Continual learning and practice = Mastery

------
HilbertSpace
My usual advice:

Start with three books:

(1) The most thorough book on English grammar you can find.

(2) A relatively complete dictionary of English.

(3) Strunk and White, _The Elements of Style_.

Then

(1) Write, about nearly anything for nearly any purpose, and think about what
you would like to do better.

(2) Read some relatively good writing and see if by example it provides some
good answers the questions you had in (1).

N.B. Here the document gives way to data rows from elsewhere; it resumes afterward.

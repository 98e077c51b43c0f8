use crate::game::FrameInput;
use sdl2::event::Event;
use sdl2::keyboard::{Keycode, Scancode};
use sdl2::mouse::MouseButton;
use sdl2::EventPump;

/// InputSystem turns SDL2 events and device state into one `FrameInput`
///
/// # Architecture
///
/// Input processing happens in two phases each frame:
/// 1. Drain the event queue for edges (key/button presses, quit)
/// 2. Sample the keyboard and mouse for the held flap signal
///
/// The flap input is the space key or the left mouse button; either one
/// counts for both the press edge and the held level.
pub struct InputSystem;

impl InputSystem {
    pub fn new() -> Self {
        InputSystem
    }

    /// Process SDL2 events for this frame
    pub fn poll(&mut self, event_pump: &mut EventPump) -> FrameInput {
        let mut input = FrameInput::default();

        for event in event_pump.poll_iter() {
            apply_event(&mut input, &event);
        }

        let space_held = event_pump.keyboard_state().is_scancode_pressed(Scancode::Space);
        let mouse_held = event_pump.mouse_state().left();
        input.flap_held = space_held || mouse_held || input.flap_pressed;

        input
    }
}

impl Default for InputSystem {
    fn default() -> Self {
        Self::new()
    }
}

/// Folds one event into the frame's input.
///
/// Mouse coordinates arrive already scaled to the canvas logical size.
fn apply_event(input: &mut FrameInput, event: &Event) {
    match event {
        Event::Quit { .. } => {
            input.quit = true;
        }
        Event::KeyDown {
            keycode: Some(Keycode::Space),
            repeat: false,
            ..
        } => {
            input.flap_pressed = true;
        }
        Event::MouseButtonDown {
            mouse_btn: MouseButton::Left,
            x,
            y,
            ..
        } => {
            input.flap_pressed = true;
            input.click = Some((*x, *y));
        }
        _ => {}
    }
}

#[cfg(test)]
mod tests {
    use super::*;
    use sdl2::keyboard::Mod;

    fn key_down(keycode: Keycode, repeat: bool) -> Event {
        Event::KeyDown {
            timestamp: 0,
            window_id: 0,
            keycode: Some(keycode),
            scancode: None,
            keymod: Mod::NOMOD,
            repeat,
        }
    }

    fn mouse_down(mouse_btn: MouseButton, x: i32, y: i32) -> Event {
        Event::MouseButtonDown {
            timestamp: 0,
            window_id: 0,
            which: 0,
            mouse_btn,
            clicks: 1,
            x,
            y,
        }
    }

    #[test]
    fn test_space_press_is_a_flap() {
        let mut input = FrameInput::default();
        apply_event(&mut input, &key_down(Keycode::Space, false));
        assert!(input.flap_pressed);
        assert_eq!(input.click, None);
    }

    #[test]
    fn test_key_repeat_and_other_keys_ignored() {
        let mut input = FrameInput::default();
        apply_event(&mut input, &key_down(Keycode::Space, true));
        apply_event(&mut input, &key_down(Keycode::Escape, false));
        assert_eq!(input, FrameInput::default());
    }

    #[test]
    fn test_left_click_records_position() {
        let mut input = FrameInput::default();
        apply_event(&mut input, &mouse_down(MouseButton::Right, 1, 2));
        assert_eq!(input.click, None);

        apply_event(&mut input, &mouse_down(MouseButton::Left, 400, 560));
        assert!(input.flap_pressed);
        assert_eq!(input.click, Some((400, 560)));
    }

    #[test]
    fn test_quit() {
        let mut input = FrameInput::default();
        apply_event(&mut input, &Event::Quit { timestamp: 0 });
        assert!(input.quit);
    }
}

Then rinse. Repeat. Many times.

My evidence is that good progress takes years: When I was a college prof I
noticed that the much older evening students were much less good students
except for term papers where they were MUCH better. Net, learning to write
well takes time.

For some good writing, in math read Paul Halmos. In science, read a good
freshman physics book. These examples are high among the best ever at
communicating rock solid information with some of the greatest clarity yet
achieved and are crown jewels of civilizations.

For _persuasive_ writing, practice on, say, Reddit or other fora and see what
reactions you get. Rinse. Repeat. Many times.

For writing for the _humanities_ , mostly just learn about humans. For this
purpose, my favorite _Humans 101 for Dummies_ is the now classic E. Fromm,
_The Art of Loving_.

Then for Beowulf and Chaucer through Milton, Shakespeare, Wordsworth, Byron,
Shelley, Keats, Dickens, and Henry James to the present and for the rest of
this millennium in English literature, and its history, techniques, values,
and goals, I would treat it as at best meaningless and otherwise as toxic
waste of great danger to humans, this far into the 21st century still stuck
before the 18th. Here I am straining as hard as I can to be astoundingly
diplomatic and omit remarks about detritus of the ascent of man, effluent, and
septic tank of civilization.

Actually in England in the 1600s there was a good writer, Newton.